:: Problem description ::
Look for "let bitmap = page" in the records below, then copy that line and every line after it, exactly and with nothing added.

:: Material for the task ::
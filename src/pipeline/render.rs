//! PDF rasterisation: render the first page of a PDF to a `DynamicImage`.
//!
//! PDF parsing and drawing belong to pdfium; this module only asks it for
//! "load from bytes, take page 1, render at scale S". The [`PageRasterizer`]
//! trait is that capability, so tests and embedders can plug in their own.
//!
//! pdfium is not async-safe, so [`rasterize_first_page`] runs the rasteriser
//! on tokio's blocking pool.

use crate::error::ScanError;
use image::DynamicImage;
use pdfium_render::prelude::*;
use std::path::{Path, PathBuf};
use std::sync::Arc;
use tracing::debug;

/// A page rendered to pixels.
#[derive(Debug, Clone)]
pub struct RasterizedPage {
    pub image: DynamicImage,
    /// Page count of the whole document.
    pub page_count: usize,
}

/// Something that can render page 1 of a PDF held in memory.
///
/// Implementations are called from a blocking thread and may block.
pub trait PageRasterizer: Send + Sync {
    /// Render the first page at `scale` × its native size.
    fn render_first_page(&self, pdf: &[u8], scale: f32) -> Result<RasterizedPage, ScanError>;
}

/// pdfium-backed rasteriser.
#[derive(Debug, Clone, Default)]
pub struct PdfiumRasterizer {
    library_path: Option<PathBuf>,
}

impl PdfiumRasterizer {
    /// Bind to the system pdfium library on each render.
    pub fn system() -> Self {
        Self { library_path: None }
    }

    /// Bind to the pdfium library at `path`: the library file, or the
    /// directory containing it.
    pub fn with_library(path: impl Into<PathBuf>) -> Self {
        Self {
            library_path: Some(path.into()),
        }
    }

    fn bind(&self) -> Result<Pdfium, ScanError> {
        let bindings = match &self.library_path {
            Some(path) => Pdfium::bind_to_library(&library_file(path)),
            None => Pdfium::bind_to_system_library(),
        }
        .map_err(|e| ScanError::PdfiumBindingFailed(format!("{:?}", e)))?;
        Ok(Pdfium::new(bindings))
    }
}

fn library_file(path: &Path) -> PathBuf {
    if path.is_dir() {
        Pdfium::pdfium_platform_library_name_at_path(&path.to_path_buf())
    } else {
        path.to_path_buf()
    }
}

impl PageRasterizer for PdfiumRasterizer {
    fn render_first_page(&self, pdf: &[u8], scale: f32) -> Result<RasterizedPage, ScanError> {
        let pdfium = self.bind()?;

        let document = pdfium
            .load_pdf_from_byte_slice(pdf, None)
            .map_err(|e| ScanError::ConversionFailure {
                detail: format!("could not load PDF: {:?}", e),
            })?;

        let pages = document.pages();
        let page_count = pages.len() as usize;
        if page_count == 0 {
            return Err(ScanError::ConversionFailure {
                detail: "PDF has no pages".into(),
            });
        }

        let page = pages.get(0).map_err(|e| ScanError::ConversionFailure {
            detail: format!("could not open page 1: {:?}", e),
        })?;

        let render_config = PdfRenderConfig::new().scale_page_by_factor(scale);
        let bitmap = page
            .render_with_config(&render_config)
            .map_err(|e| ScanError::ConversionFailure {
                detail: format!("could not render page 1: {:?}", e),
            })?;

        let image = bitmap.as_image();
        debug!(
            "Rendered page 1/{} at {}x → {}x{} px",
            page_count,
            scale,
            image.width(),
            image.height()
        );

        Ok(RasterizedPage { image, page_count })
    }
}

/// Render page 1 of `pdf` on the blocking pool.
pub async fn rasterize_first_page(
    rasterizer: Arc<dyn PageRasterizer>,
    pdf: Vec<u8>,
    scale: f32,
) -> Result<RasterizedPage, ScanError> {
    tokio::task::spawn_blocking(move || rasterizer.render_first_page(&pdf, scale))
        .await
        .map_err(|e| ScanError::Internal(format!("Render task panicked: {}", e)))?
}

:: Solution ::
        let bitmap = page
            .render_with_config(&render_config)
            .map_err(|e| ScanError::ConversionFailure {
                detail: format!("could not render page 1: {:?}", e),
            })?;

        let image = bitmap.as_image();
        debug!(
            "Rendered page 1/{} at {}x → {}x{} px",
            page_count,
            scale,
            image.width(),
            image.height()
        );

        Ok(RasterizedPage { image, page_count })
    }
}

/// Render page 1 of `pdf` on the blocking pool.
pub async fn rasterize_first_page(
    rasterizer: Arc<dyn PageRasterizer>,
    pdf: Vec<u8>,
    scale: f32,
) -> Result<RasterizedPage, ScanError> {
    tokio::task::spawn_blocking(move || rasterizer.render_first_page(&pdf, scale))
        .await
        .map_err(|e| ScanError::Internal(format!("Render task panicked: {}", e)))?
}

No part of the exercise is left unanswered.